Выбрать главу

Другой эпизод озаглавлен в моем дневнике: «41-й. Июль. Старший лейтенант НКВД». 

Я хорошо помню этот не по-летнему прохладный, только-только после дождя, день и наше патрулирование неподалеку от расположения одного из армейских штабов. Надо признаться, что ни я, ни мои подчиненные не испытывали особой тяги к этой, вроде бы тихой, вполне мирной работе, требовавшей, тем не менее, пристальнейшего внимания и изнуряющей напряженности. Монотонная и скрупулезная проверка документов каждого подозрительного, от которой через несколько часов рябило в глазах, подрагивали пальцы, листавшие многочисленные удостоверения и справки, расчетные книжки и аттестаты на продовольствие, изматывала нас совершенно и оттого поначалу казалась чуть ли не каторгой. При этом остановленный тобой человек переминается с ноги на ногу, проклинает тебя за задержку — хорошо хоть не вслух. Но ты должен проверить и фактуру обложки, и шрифты наименований, и совмещение оттисков и подписи — словом, канцелярское, нудное дело. 

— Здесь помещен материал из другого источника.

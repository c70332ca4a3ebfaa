//! MongoDB implementation of DocumentCollection
//!
//! Production persistence against the `store` collection with:
//! - Deadline-bounded connect + ping bootstrap
//! - Driver errors mapped to [`StoreError::Unavailable`], except duplicate
//!   `_id` inserts which become [`StoreError::DuplicateKey`]

use async_trait::async_trait;
use bson::oid::ObjectId;
use bson::{doc, Document};
use futures::TryStreamExt;
use mongodb::error::{ErrorKind, WriteFailure};
use mongodb::options::ClientOptions;
use mongodb::{Client, Collection};
use tracing::{debug, error, info, instrument, warn};

use super::client::DocumentStoreClient;
use super::collection::{DocumentCollection, STORE_COLLECTION};
use super::store::StoreError;
use crate::bootstrap;
use crate::config::DatabaseConfig;

/// Application name reported to the server
const APP_NAME: &str = "pipestore";

/// Server error code for a unique index violation
const DUPLICATE_KEY_CODE: i32 = 11000;

/// MongoDB implementation of DocumentCollection
///
/// Cloning is cheap; clones share the driver's connection pool.
///
/// # Example
///
/// ```ignore
/// use pipestore::MongoCollection;
/// use mongodb::Client;
///
/// let client = Client::with_uri_str("mongodb://localhost:27017").await?;
/// let collection = MongoCollection::new(client, "application-service");
/// ```
#[derive(Clone)]
pub struct MongoCollection {
    client: Client,
    collection: Collection<Document>,
}

impl MongoCollection {
    /// Bind to the `store` collection of `database_name`
    pub fn new(client: Client, database_name: &str) -> Self {
        let collection = client.database(database_name).collection(STORE_COLLECTION);
        Self { client, collection }
    }

    /// Get a reference to the driver client
    pub fn client(&self) -> &Client {
        &self.client
    }

    /// Get a reference to the raw driver collection
    pub fn inner(&self) -> &Collection<Document> {
        &self.collection
    }
}

fn unavailable(action: &'static str) -> impl FnOnce(mongodb::error::Error) -> StoreError {
    move |e| {
        error!("Failed to {}: {}", action, e);
        StoreError::Unavailable(e.to_string())
    }
}

fn insert_failed(e: mongodb::error::Error) -> StoreError {
    if let ErrorKind::Write(WriteFailure::WriteError(failure)) = e.kind.as_ref() {
        if failure.code == DUPLICATE_KEY_CODE {
            warn!("Duplicate key on insert: {}", failure.message);
            return StoreError::DuplicateKey(failure.message.clone());
        }
    }
    unavailable("insert document")(e)
}

/// Build driver options for `config`
///
/// Credentials are attached as a driver credential, not embedded in the URI,
/// so they need no escaping.
async fn client_options(config: &DatabaseConfig) -> Result<ClientOptions, StoreError> {
    let uri = config.connection_uri()?;
    let timeout = config.timeout();

    let mut options = ClientOptions::parse(&uri)
        .await
        .map_err(|e| StoreError::Configuration(e.to_string()))?;
    options.app_name = Some(APP_NAME.to_string());
    options.connect_timeout = Some(timeout);
    options.server_selection_timeout = Some(timeout);
    options.credential = config.credential()?;

    Ok(options)
}

#[async_trait]
impl DocumentCollection for MongoCollection {
    #[instrument(skip(self))]
    async fn find_one(&self, filter: Document) -> Result<Option<Document>, StoreError> {
        self.collection
            .find_one(filter)
            .await
            .map_err(unavailable("find document"))
    }

    #[instrument(skip(self))]
    async fn find(&self, filter: Document) -> Result<Vec<Document>, StoreError> {
        let cursor = self
            .collection
            .find(filter)
            .await
            .map_err(unavailable("open cursor"))?;

        cursor
            .try_collect::<Vec<Document>>()
            .await
            .map_err(unavailable("iterate cursor"))
    }

    #[instrument(skip(self, document))]
    async fn insert_one(&self, document: Document) -> Result<ObjectId, StoreError> {
        let result = self
            .collection
            .insert_one(document)
            .await
            .map_err(insert_failed)?;

        result.inserted_id.as_object_id().ok_or_else(|| {
            StoreError::Serialization(format!(
                "inserted _id is not an ObjectId: {}",
                result.inserted_id
            ))
        })
    }

    #[instrument(skip(self, replacement))]
    async fn replace_one(
        &self,
        filter: Document,
        replacement: Document,
    ) -> Result<u64, StoreError> {
        let result = self
            .collection
            .replace_one(filter, replacement)
            .await
            .map_err(unavailable("replace document"))?;

        Ok(result.matched_count)
    }

    #[instrument(skip(self))]
    async fn update_one(&self, filter: Document, update: Document) -> Result<u64, StoreError> {
        let result = self
            .collection
            .update_one(filter, update)
            .await
            .map_err(unavailable("update document"))?;

        Ok(result.matched_count)
    }

    #[instrument(skip(self))]
    async fn delete_one(&self, filter: Document) -> Result<u64, StoreError> {
        let result = self
            .collection
            .delete_one(filter)
            .await
            .map_err(unavailable("delete document"))?;

        Ok(result.deleted_count)
    }

    #[instrument(skip(self))]
    async fn shutdown(&self) -> Result<(), StoreError> {
        self.client.clone().shutdown().await;
        Ok(())
    }
}

/// Store client backed by MongoDB
pub type MongoStoreClient = DocumentStoreClient<MongoCollection>;

impl DocumentStoreClient<MongoCollection> {
    /// Connect to MongoDB and verify the connection with a ping
    ///
    /// The whole handshake must finish within `config.timeout_ms`. If it
    /// does not, the handshake is cancelled and [`StoreError::Timeout`] is
    /// returned; a failure observed before the deadline is returned as is.
    #[instrument(skip(config), fields(host = %config.host, port = config.port))]
    pub async fn connect(config: &DatabaseConfig) -> Result<Self, StoreError> {
        let timeout = config.timeout();
        let connect_config = config.clone();
        let database_name = config.database_name.clone();

        let collection = bootstrap::connect_with_deadline(timeout, async move {
            let options = client_options(&connect_config).await?;
            let client = Client::with_options(options).map_err(unavailable("create client"))?;

            client
                .database(&database_name)
                .run_command(doc! { "ping": 1 })
                .await
                .map_err(unavailable("ping database"))?;
            debug!("ping succeeded");

            Ok(MongoCollection::new(client, &database_name))
        })
        .await?;

        info!(database = %config.database_name, "connected to store");
        Ok(Self::new(collection, timeout))
    }
}

#[cfg(test)]
mod tests {
    use super::*;

    #[tokio::test]
    async fn test_options_keep_special_character_password() {
        let config = DatabaseConfig::new("db.local", 27017).with_credentials("app", "p@ss:w/rd");

        let options = client_options(&config).await.unwrap();

        let credential = options.credential.unwrap();
        assert_eq!(credential.username.as_deref(), Some("app"));
        assert_eq!(credential.password.as_deref(), Some("p@ss:w/rd"));
        assert_eq!(options.app_name.as_deref(), Some(APP_NAME));
    }

    #[tokio::test]
    async fn test_options_without_credentials() {
        let config = DatabaseConfig::new("db.local", 27017);

        let options = client_options(&config).await.unwrap();

        assert!(options.credential.is_none());
        assert_eq!(options.connect_timeout, Some(config.timeout()));
    }

    #[tokio::test]
    async fn test_options_reject_partial_credentials() {
        let config = DatabaseConfig::new("db.local", 27017).with_credentials("app", "");

        let result = client_options(&config).await;

        assert!(matches!(result, Err(StoreError::Configuration(_))));
    }
}
//! Composite identifier codec
//!
//! Callers only ever see a flat string. Internally an object is identified by
//! the store-assigned [`ObjectId`], the caller-supplied correlation [`Uuid`],
//! or both. Encoded forms:
//!
//! - `<uuid>` for an object that has not been persisted yet
//! - `<object-id>` for a restored object without a correlation UUID
//! - `<object-id>:<uuid>` once both halves are known

use std::fmt;
use std::str::FromStr;

use bson::oid::ObjectId;
use uuid::Uuid;

use super::store::StoreError;

/// Separator between the object-id and uuid segments
pub const KEY_SEPARATOR: char = ':';

/// Length of a hex-encoded ObjectId
const OBJECT_ID_HEX_LEN: usize = 24;

/// Identity of a stored object
#[derive(Debug, Clone, Copy, PartialEq, Eq, Hash)]
pub enum ObjectKey {
    /// Not yet assigned an id by the store
    Unassigned { uuid: Uuid },

    /// Store id only
    Opaque(ObjectId),

    /// Store id plus correlation UUID
    Assigned { object_id: ObjectId, uuid: Uuid },
}

impl ObjectKey {
    /// A fresh unassigned key with a newly generated correlation UUID
    pub fn new() -> Self {
        Self::Unassigned {
            uuid: Uuid::new_v4(),
        }
    }

    /// Decode a composite identifier
    ///
    /// An empty string is not an error: it decodes to a fresh
    /// [`ObjectKey::Unassigned`], meaning "not yet persisted".
    pub fn decode(id: &str) -> Result<Self, StoreError> {
        if id.is_empty() {
            return Ok(Self::new());
        }

        match id.split_once(KEY_SEPARATOR) {
            Some((object_id, uuid)) => Ok(Self::Assigned {
                object_id: parse_object_id(object_id, id)?,
                uuid: parse_uuid(uuid, id)?,
            }),
            None if id.len() == OBJECT_ID_HEX_LEN => Ok(Self::Opaque(parse_object_id(id, id)?)),
            None => Ok(Self::Unassigned {
                uuid: parse_uuid(id, id)?,
            }),
        }
    }

    /// Encode into the flat string form accepted by [`ObjectKey::decode`]
    pub fn encode(&self) -> String {
        self.to_string()
    }

    /// The store-assigned id, if any
    pub fn object_id(&self) -> Option<ObjectId> {
        match self {
            Self::Unassigned { .. } => None,
            Self::Opaque(object_id) | Self::Assigned { object_id, .. } => Some(*object_id),
        }
    }

    /// The correlation UUID, if any
    pub fn uuid(&self) -> Option<Uuid> {
        match self {
            Self::Unassigned { uuid } | Self::Assigned { uuid, .. } => Some(*uuid),
            Self::Opaque(_) => None,
        }
    }

    pub fn is_assigned(&self) -> bool {
        self.object_id().is_some()
    }

    /// The key after the store has assigned `object_id`
    pub fn assign(self, object_id: ObjectId) -> Self {
        match self.uuid() {
            Some(uuid) => Self::Assigned { object_id, uuid },
            None => Self::Opaque(object_id),
        }
    }

    /// Rebuild a key from the two halves stored on a document
    pub fn from_parts(object_id: ObjectId, uuid: Option<Uuid>) -> Self {
        match uuid {
            Some(uuid) => Self::Assigned { object_id, uuid },
            None => Self::Opaque(object_id),
        }
    }
}

impl Default for ObjectKey {
    fn default() -> Self {
        Self::new()
    }
}

impl fmt::Display for ObjectKey {
    fn fmt(&self, f: &mut fmt::Formatter<'_>) -> fmt::Result {
        match self {
            Self::Unassigned { uuid } => write!(f, "{}", uuid),
            Self::Opaque(object_id) => write!(f, "{}", object_id.to_hex()),
            Self::Assigned { object_id, uuid } => {
                write!(f, "{}{}{}", object_id.to_hex(), KEY_SEPARATOR, uuid)
            }
        }
    }
}

impl FromStr for ObjectKey {
    type Err = StoreError;

    fn from_str(s: &str) -> Result<Self, Self::Err> {
        Self::decode(s)
    }
}

fn parse_object_id(segment: &str, id: &str) -> Result<ObjectId, StoreError> {
    if segment.len() != OBJECT_ID_HEX_LEN {
        return Err(StoreError::MalformedIdentifier(format!(
            "{}: object id segment must be {} hex characters",
            id, OBJECT_ID_HEX_LEN
        )));
    }

    let object_id = ObjectId::parse_str(segment)
        .map_err(|e| StoreError::MalformedIdentifier(format!("{}: {}", id, e)))?;

    // The zero id means "unassigned" and is never a real store id
    if object_id.bytes() == [0u8; 12] {
        return Err(StoreError::MalformedIdentifier(format!(
            "{}: object id segment is the reserved zero id",
            id
        )));
    }

    Ok(object_id)
}

fn parse_uuid(segment: &str, id: &str) -> Result<Uuid, StoreError> {
    Uuid::parse_str(segment).map_err(|e| StoreError::MalformedIdentifier(format!("{}: {}", id, e)))
}
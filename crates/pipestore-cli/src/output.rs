// Output formatting for CLI

use anyhow::Result;
use serde::Serialize;

#[derive(Clone, Copy, Debug, PartialEq, Eq)]
pub enum OutputFormat {
    Text,
    Json,
    Yaml,
}

impl OutputFormat {
    pub fn from_str(s: &str) -> Self {
        match s {
            "json" => OutputFormat::Json,
            "yaml" => OutputFormat::Yaml,
            _ => OutputFormat::Text,
        }
    }

    pub fn print_value<T: Serialize>(&self, value: &T) -> Result<()> {
        match self {
            OutputFormat::Json => {
                println!("{}", serde_json::to_string_pretty(value)?);
            }
            OutputFormat::Yaml => {
                println!("{}", serde_yaml::to_string(value)?);
            }
            OutputFormat::Text => {
                // Text format is handled by each command
            }
        }
        Ok(())
    }

    pub fn is_text(&self) -> bool {
        matches!(self, OutputFormat::Text)
    }
}

/// Print a simple key-value pair for text output
pub fn print_field(label: &str, value: &str) {
    println!("{:<14} {}", format!("{}:", label), value);
}

/// Print a table header
pub fn print_table_header(columns: &[(&str, usize)]) {
    let header: String = columns
        .iter()
        .map(|(name, width)| format!("{:<width$}", name, width = width))
        .collect::<Vec<_>>()
        .join("  ");
    println!("{}", header);
}

/// Print a table row
pub fn print_table_row(values: &[(&str, usize)]) {
    let row: String = values
        .iter()
        .map(|(val, width)| format!("{:<width$}", truncate(val, *width), width = width))
        .collect::<Vec<_>>()
        .join("  ");
    println!("{}", row);
}

fn truncate(value: &str, width: usize) -> String {
    if value.chars().count() > width && width > 3 {
        let kept: String = value.chars().take(width - 3).collect();
        format!("{}...", kept)
    } else {
        value.to_string()
    }
}
//! Store client over any DocumentCollection
//!
//! Holds the identity and duplicate rules. Backends only move documents.

use std::future::Future;
use std::sync::atomic::{AtomicBool, Ordering};
use std::time::Duration;

use async_trait::async_trait;
use bson::doc;
use bson::oid::ObjectId;
use tracing::{debug, instrument, warn};

use super::collection::DocumentCollection;
use super::document::{self, APP_SERVICE_KEY_FIELD, ID_FIELD, RETRY_COUNT_FIELD, UUID_FIELD};
use super::key::ObjectKey;
use super::store::{StoreClient, StoreError};
use crate::model::StoredObject;

/// StoreClient implementation over a [`DocumentCollection`]
///
/// Each call is bounded by `timeout` on its own; there is no shared
/// transaction or cache between calls.
///
/// # Example
///
/// ```
/// use std::time::Duration;
/// use pipestore::{InMemoryStoreClient, StoreClient, StoredObject};
///
/// # #[tokio::main(flavor = "current_thread")]
/// # async fn main() {
/// let client = InMemoryStoreClient::in_memory(Duration::from_secs(1));
/// let id = client.store(StoredObject::new("svcA", vec![1, 2])).await.unwrap();
/// assert!(!id.is_empty());
/// # }
/// ```
pub struct DocumentStoreClient<C> {
    collection: C,
    timeout: Duration,
    disconnected: AtomicBool,
}

impl<C: DocumentCollection> DocumentStoreClient<C> {
    /// Create a client over `collection` with a per-call `timeout`
    pub fn new(collection: C, timeout: Duration) -> Self {
        Self {
            collection,
            timeout,
            disconnected: AtomicBool::new(false),
        }
    }

    /// Get a reference to the underlying collection
    pub fn collection(&self) -> &C {
        &self.collection
    }

    /// Per-call timeout
    pub fn timeout(&self) -> Duration {
        self.timeout
    }

    pub fn is_disconnected(&self) -> bool {
        self.disconnected.load(Ordering::Acquire)
    }

    /// Run `operation` under the per-call deadline
    async fn bounded<T, F>(&self, operation: F) -> Result<T, StoreError>
    where
        F: Future<Output = Result<T, StoreError>>,
    {
        if self.is_disconnected() {
            return Err(StoreError::Disconnected);
        }

        tokio::time::timeout(self.timeout, operation)
            .await
            .map_err(|_| StoreError::Timeout(self.timeout))?
    }
}

/// Decode an identifier that must refer to a persisted object
fn required_object_id(id: &str) -> Result<ObjectId, StoreError> {
    if id.is_empty() {
        return Err(StoreError::MissingIdentifier("no id provided"));
    }

    ObjectKey::decode(id)?
        .object_id()
        .ok_or(StoreError::MissingIdentifier("id has no store-assigned part"))
}

#[async_trait]
impl<C: DocumentCollection> StoreClient for DocumentStoreClient<C> {
    #[instrument(skip(self, object), fields(app_service_key = %object.app_service_key))]
    async fn store(&self, object: StoredObject) -> Result<String, StoreError> {
        let key = ObjectKey::decode(&object.id)?;
        let document = document::to_document(&key, &object)?;

        self.bounded(async {
            // Only unassigned objects are checked; restores carry their own _id.
            // Lookup then insert is not atomic across concurrent stores.
            if let ObjectKey::Unassigned { uuid } = key {
                let existing = self
                    .collection
                    .find_one(doc! { UUID_FIELD: uuid.to_string() })
                    .await?;
                if existing.is_some() {
                    warn!(%uuid, "object exists in database");
                    return Err(StoreError::DuplicateObject(uuid));
                }
            }

            let object_id = self.collection.insert_one(document).await?;
            let stored = key.assign(object_id);
            debug!(id = %stored, "stored object");
            Ok(stored.encode())
        })
        .await
    }

    #[instrument(skip(self))]
    async fn retrieve_from_store(
        &self,
        app_service_key: &str,
    ) -> Result<Vec<StoredObject>, StoreError> {
        let documents = self
            .bounded(
                self.collection
                    .find(doc! { APP_SERVICE_KEY_FIELD: app_service_key }),
            )
            .await?;

        let objects = documents
            .into_iter()
            .map(document::from_document)
            .collect::<Result<Vec<_>, _>>()?;

        debug!(count = objects.len(), "retrieved objects");
        Ok(objects)
    }

    #[instrument(skip(self, object), fields(id = %object.id))]
    async fn update(&self, object: StoredObject) -> Result<(), StoreError> {
        if object.id.is_empty() {
            return Err(StoreError::MissingIdentifier(
                "update argument object does not have an id",
            ));
        }

        let key = ObjectKey::decode(&object.id)?;
        let object_id = key.object_id().ok_or(StoreError::MissingIdentifier(
            "update argument object has no store-assigned id",
        ))?;
        let replacement = document::to_document(&key, &object)?;

        let matched = self
            .bounded(
                self.collection
                    .replace_one(doc! { ID_FIELD: object_id }, replacement),
            )
            .await?;

        if matched == 0 {
            return Err(StoreError::NotFound(object.id));
        }

        debug!("replaced object");
        Ok(())
    }

    #[instrument(skip(self))]
    async fn update_retry_count(&self, id: &str, count: u32) -> Result<u64, StoreError> {
        let object_id = required_object_id(id)?;

        let matched = self
            .bounded(self.collection.update_one(
                doc! { ID_FIELD: object_id },
                doc! { "$set": { RETRY_COUNT_FIELD: i64::from(count) } },
            ))
            .await?;

        debug!(matched, "updated retry count");
        Ok(matched)
    }

    #[instrument(skip(self))]
    async fn remove_from_store(&self, id: &str) -> Result<u64, StoreError> {
        let object_id = required_object_id(id)?;

        let deleted = self
            .bounded(self.collection.delete_one(doc! { ID_FIELD: object_id }))
            .await?;

        debug!(deleted, "removed object");
        Ok(deleted)
    }

    #[instrument(skip(self))]
    async fn disconnect(&self) -> Result<(), StoreError> {
        if self.disconnected.swap(true, Ordering::AcqRel) {
            return Err(StoreError::Disconnected);
        }

        tokio::time::timeout(self.timeout, self.collection.shutdown())
            .await
            .map_err(|_| StoreError::Timeout(self.timeout))??;

        debug!("disconnected from store");
        Ok(())
    }
}
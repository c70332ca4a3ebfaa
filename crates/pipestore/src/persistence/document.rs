//! Mapping between StoredObject and the native BSON document

use bson::oid::ObjectId;
use bson::spec::BinarySubtype;
use bson::{Binary, Document};
use serde::{Deserialize, Serialize};
use uuid::Uuid;

use super::key::ObjectKey;
use super::store::StoreError;
use crate::model::StoredObject;

/// Document field holding the store-assigned id
pub const ID_FIELD: &str = "_id";
/// Document field holding the correlation UUID
pub const UUID_FIELD: &str = "uuid";
/// Document field holding the owning application service key
pub const APP_SERVICE_KEY_FIELD: &str = "appServiceKey";
/// Document field holding the retry count
pub const RETRY_COUNT_FIELD: &str = "retryCount";

/// On-disk shape of a StoredObject
#[derive(Debug, Clone, PartialEq, Serialize, Deserialize)]
#[serde(rename_all = "camelCase")]
struct StoredDocument {
    #[serde(rename = "_id", default, skip_serializing_if = "Option::is_none")]
    object_id: Option<ObjectId>,
    #[serde(default, skip_serializing_if = "Option::is_none")]
    uuid: Option<String>,
    app_service_key: String,
    #[serde(default = "empty_payload")]
    payload: Binary,
    #[serde(default)]
    retry_count: u32,
    #[serde(default)]
    pipeline_position: i32,
    #[serde(default)]
    version: String,
    #[serde(default, rename = "correlationID")]
    correlation_id: String,
    #[serde(default, rename = "eventID")]
    event_id: String,
    #[serde(default)]
    event_checksum: String,
}

fn empty_payload() -> Binary {
    Binary {
        subtype: BinarySubtype::Generic,
        bytes: Vec::new(),
    }
}

/// Build the document for `object` identified by `key`
///
/// `_id` is omitted for unassigned keys so the store generates one, and
/// written verbatim otherwise. `object.id` is ignored in favor of `key`.
pub fn to_document(key: &ObjectKey, object: &StoredObject) -> Result<Document, StoreError> {
    let model = StoredDocument {
        object_id: key.object_id(),
        uuid: key.uuid().map(|uuid| uuid.to_string()),
        app_service_key: object.app_service_key.clone(),
        payload: Binary {
            subtype: BinarySubtype::Generic,
            bytes: object.payload.clone(),
        },
        retry_count: object.retry_count,
        pipeline_position: object.pipeline_position,
        version: object.version.clone(),
        correlation_id: object.correlation_id.clone(),
        event_id: object.event_id.clone(),
        event_checksum: object.event_checksum.clone(),
    };

    bson::to_document(&model).map_err(|e| StoreError::Serialization(e.to_string()))
}

/// Rebuild a StoredObject from a stored document
///
/// The composite `id` is re-encoded from the document's `_id` and `uuid`.
pub fn from_document(document: Document) -> Result<StoredObject, StoreError> {
    let model: StoredDocument =
        bson::from_document(document).map_err(|e| StoreError::Serialization(e.to_string()))?;

    let object_id = model
        .object_id
        .ok_or_else(|| StoreError::Serialization("document has no _id".to_string()))?;
    let uuid = model
        .uuid
        .as_deref()
        .map(Uuid::parse_str)
        .transpose()
        .map_err(|e| StoreError::Serialization(format!("document uuid: {}", e)))?;

    Ok(StoredObject {
        id: ObjectKey::from_parts(object_id, uuid).encode(),
        app_service_key: model.app_service_key,
        payload: model.payload.bytes,
        retry_count: model.retry_count,
        pipeline_position: model.pipeline_position,
        version: model.version,
        correlation_id: model.correlation_id,
        event_id: model.event_id,
        event_checksum: model.event_checksum,
    })
}
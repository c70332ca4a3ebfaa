// Database configuration
//
// Loaded from environment variables or deserialized from a config file.
// Consumed by the bootstrapper; the store never reloads it.

use std::env;
use std::time::Duration;

use mongodb::options::Credential;
use serde::{Deserialize, Serialize};

use crate::persistence::StoreError;

/// Connection settings for the backing store
#[derive(Debug, Clone, PartialEq, Eq, Serialize, Deserialize)]
#[serde(rename_all = "camelCase", default)]
pub struct DatabaseConfig {
    pub host: String,

    pub port: u16,

    /// Empty together with `password` for an unauthenticated connection
    pub username: String,

    pub password: String,

    pub database_name: String,

    /// Bootstrap deadline and per-call timeout, in milliseconds
    pub timeout_ms: u64,
}

impl Default for DatabaseConfig {
    fn default() -> Self {
        Self {
            host: "localhost".to_string(),
            port: 27017,
            username: String::new(),
            password: String::new(),
            database_name: "application-service".to_string(),
            timeout_ms: 5000,
        }
    }
}

impl DatabaseConfig {
    /// Create a configuration for an unauthenticated server
    pub fn new(host: impl Into<String>, port: u16) -> Self {
        Self {
            host: host.into(),
            port,
            ..Default::default()
        }
    }

    /// Create configuration from environment variables
    ///
    /// Environment variables:
    /// - `PIPESTORE_DB_HOST`: server host (default: localhost)
    /// - `PIPESTORE_DB_PORT`: server port (default: 27017)
    /// - `PIPESTORE_DB_USERNAME` / `PIPESTORE_DB_PASSWORD`: credentials (default: none)
    /// - `PIPESTORE_DB_NAME`: database name (default: application-service)
    /// - `PIPESTORE_DB_TIMEOUT_MS`: timeout in milliseconds (default: 5000)
    pub fn from_env() -> Self {
        let defaults = Self::default();

        let host = env::var("PIPESTORE_DB_HOST").unwrap_or(defaults.host);

        let port = env::var("PIPESTORE_DB_PORT")
            .ok()
            .and_then(|v| v.parse().ok())
            .unwrap_or(defaults.port);

        let username = env::var("PIPESTORE_DB_USERNAME").unwrap_or_default();
        let password = env::var("PIPESTORE_DB_PASSWORD").unwrap_or_default();

        let database_name = env::var("PIPESTORE_DB_NAME").unwrap_or(defaults.database_name);

        let timeout_ms = env::var("PIPESTORE_DB_TIMEOUT_MS")
            .ok()
            .and_then(|v| v.parse().ok())
            .unwrap_or(defaults.timeout_ms);

        Self {
            host,
            port,
            username,
            password,
            database_name,
            timeout_ms,
        }
    }

    /// Set credentials
    pub fn with_credentials(
        mut self,
        username: impl Into<String>,
        password: impl Into<String>,
    ) -> Self {
        self.username = username.into();
        self.password = password.into();
        self
    }

    /// Set database name
    pub fn with_database_name(mut self, database_name: impl Into<String>) -> Self {
        self.database_name = database_name.into();
        self
    }

    /// Set timeout
    pub fn with_timeout(mut self, timeout: Duration) -> Self {
        self.timeout_ms = timeout.as_millis() as u64;
        self
    }

    /// Timeout as a duration
    pub fn timeout(&self) -> Duration {
        Duration::from_millis(self.timeout_ms)
    }

    pub fn is_authenticated(&self) -> bool {
        !self.username.is_empty() || !self.password.is_empty()
    }

    /// Build the connection URI
    ///
    /// The URI carries host and port only. Credentials travel separately
    /// through [`credential`](Self::credential) and must be supplied
    /// together or not at all.
    pub fn connection_uri(&self) -> Result<String, StoreError> {
        self.credential()?;
        Ok(format!("mongodb://{}:{}", self.host, self.port))
    }

    /// Driver credential, `None` for an unauthenticated connection
    pub fn credential(&self) -> Result<Option<Credential>, StoreError> {
        match (self.username.is_empty(), self.password.is_empty()) {
            (true, true) => Ok(None),
            (false, false) => Ok(Some(
                Credential::builder()
                    .username(self.username.clone())
                    .password(self.password.clone())
                    .build(),
            )),
            _ => Err(StoreError::Configuration(
                "username and password must be set together".to_string(),
            )),
        }
    }
}

#[cfg(test)]
mod tests {
    use super::*;

    #[test]
    fn test_unauthenticated_uri() {
        let config = DatabaseConfig::new("db.local", 27018);
        assert!(!config.is_authenticated());
        assert_eq!(config.connection_uri().unwrap(), "mongodb://db.local:27018");
    }

    #[test]
    fn test_credentials_stay_out_of_uri() {
        let config = DatabaseConfig::new("db.local", 27017).with_credentials("app", "p@ss:w/rd");
        assert!(config.is_authenticated());
        assert_eq!(config.connection_uri().unwrap(), "mongodb://db.local:27017");

        let credential = config.credential().unwrap().unwrap();
        assert_eq!(credential.username.as_deref(), Some("app"));
        assert_eq!(credential.password.as_deref(), Some("p@ss:w/rd"));
    }

    #[test]
    fn test_unauthenticated_has_no_credential() {
        let config = DatabaseConfig::new("db.local", 27017);
        assert!(config.credential().unwrap().is_none());
    }

    #[test]
    fn test_partial_credentials_rejected() {
        let config = DatabaseConfig::new("db.local", 27017).with_credentials("app", "");
        assert!(matches!(
            config.connection_uri(),
            Err(StoreError::Configuration(_))
        ));

        let config = DatabaseConfig::new("db.local", 27017).with_credentials("", "secret");
        assert!(config.connection_uri().is_err());
        assert!(config.credential().is_err());
    }

    #[test]
    fn test_timeout_conversion() {
        let config = DatabaseConfig::default().with_timeout(Duration::from_millis(1500));
        assert_eq!(config.timeout_ms, 1500);
        assert_eq!(config.timeout(), Duration::from_millis(1500));
    }

    #[test]
    fn test_deserialize_with_defaults() {
        let config: DatabaseConfig =
            serde_json::from_str(r#"{"host":"mongo","databaseName":"svc","timeoutMs":250}"#)
                .unwrap();

        assert_eq!(config.host, "mongo");
        assert_eq!(config.port, 27017);
        assert_eq!(config.database_name, "svc");
        assert_eq!(config.timeout(), Duration::from_millis(250));
    }

    #[test]
    fn test_from_env() {
        env::set_var("PIPESTORE_DB_HOST", "mongo.internal");
        env::set_var("PIPESTORE_DB_PORT", "27999");
        env::set_var("PIPESTORE_DB_TIMEOUT_MS", "not-a-number");

        let config = DatabaseConfig::from_env();
        assert_eq!(config.host, "mongo.internal");
        assert_eq!(config.port, 27999);
        assert_eq!(config.timeout_ms, 5000);

        env::remove_var("PIPESTORE_DB_HOST");
        env::remove_var("PIPESTORE_DB_PORT");
        env::remove_var("PIPESTORE_DB_TIMEOUT_MS");
    }
}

Уже под вечер мы остановили на дороге, ведущей от расположения штаба, старшего лейтенанта НКВД. Он держался внешне спокойно и, что скрывать, вызывал симпатию. Если бы можно было ограничиться первым впечатлением о человеке, надо было отпустить его без проверки документов. Но на военной службе необходимо точно выполнять приказы и инструкции — этого требует дисциплина. 

Документы у старшего лейтенанта оказались безупречными — хорошо знакомая нам подпись старшего начальника на удостоверении, достоверные цифры серии и номера, своевременные отметки о произведенной выплате в расчетной книжке, соответствующие суммы взносов в партийном документе, печати, выписки из приказов о награждении… Но при этом я вдруг почувствовал у проверяемого непонятное возбуждение. С чего бы такое? Стал вновь и вновь, теперь уже неторопливо, умышленно затягивая время, листать документы, чтобы понять причину волнения, и заметил, что старший лейтенант не просто проявил признаки беспокойства, но и старался тщательно скрыть их. 

Подписи, суммы, печати, шрифты — я уже знал, что дело не в них самих. В чем же? — торопил я себя. И тут понял. Все документы были оформлены одинаковыми чернилами, и печати на них имели одинаковую яркость. 

Вскоре же выяснилось, что истинная фамилия «старшего лейтенанта НКВД» иная, что он прошел фундаментальную подготовку в гитлеровской школе абвера в Штеттине, удостоился как «особо одаренный» инструктажа в Берлине и два дня назад был переброшен в наш тыл со специальным заданием. 

В показаниях разоблаченных агентов открывалось немало намерений гитлеровских специальных и тайных сил, в частности абвера и гестапо. 

Я остановился на операциях «Повар» и «Старший лейтенант НКВД» еще и по той причине, что с некоторыми из участников этих операций довелось вскоре вместе сражаться в битве за Москву и дальше наш путь стал общим. 

Еще в 1941 году, в самом начале войны, в Москве была создана Особая группа войск при НКВД СССР, где велась интенсивная подготовка и комплектование оперативно-чекистских отрядов, которые вскоре были объединены в Отдельную мотострелковую бригаду особого назначения (ОМСБОМ). 

Батальон, которым я командовал, принимал участие в боевых действиях на северо-западном направлении. Это были чрезвычайно трудные, насыщенные огромным напряжением дни. 

Когда нас отозвали с передовой и в Управлении Госбезопасности сообщили, что мне во главе специального отряда предстоит готовиться к заброске в глубокий тыл противника на длительное время, то, должен признаться, первым моим чувством было удивление. Командование максимально использовало подразделения ОМСБОНа в непосредственных боевых действиях. Мы были полны решимости гнать фашистов и дальше на запад именно на фронте, а тут — глубокий вражеский тыл. Я не сразу осмыслил необходимость и важность решения, не сразу понял, что отныне для меня и моих бойцов это и есть главная линия фронта, ЛИНИЯ ОГНЯ. Оставалось одно — действовать. 

Мне были приданы опытные помощники — комиссар отряда Борис Львович Глезин, тридцатилетний политработник, обладавший недюжинной энергией, умением убеждать не только словами и делом, но и взглядом — на редкость твердым, настойчивым, и начальник разведки отряда Павел Алексеевич Корабельников. Павел Алексеевич по натуре был человеком вспыльчивым и, не в пример многим из нас, педантичным. Порой нам досаждала его постоянная пунктуальность, но мы оценивали ее позднее, когда при подготовке к операциям именно это его качество оказывалось нужнее всего, потому что Корабельников всегда «программировал» любую случайность и тщательно продумывал все возможные и даже невозможные варианты поворота событий.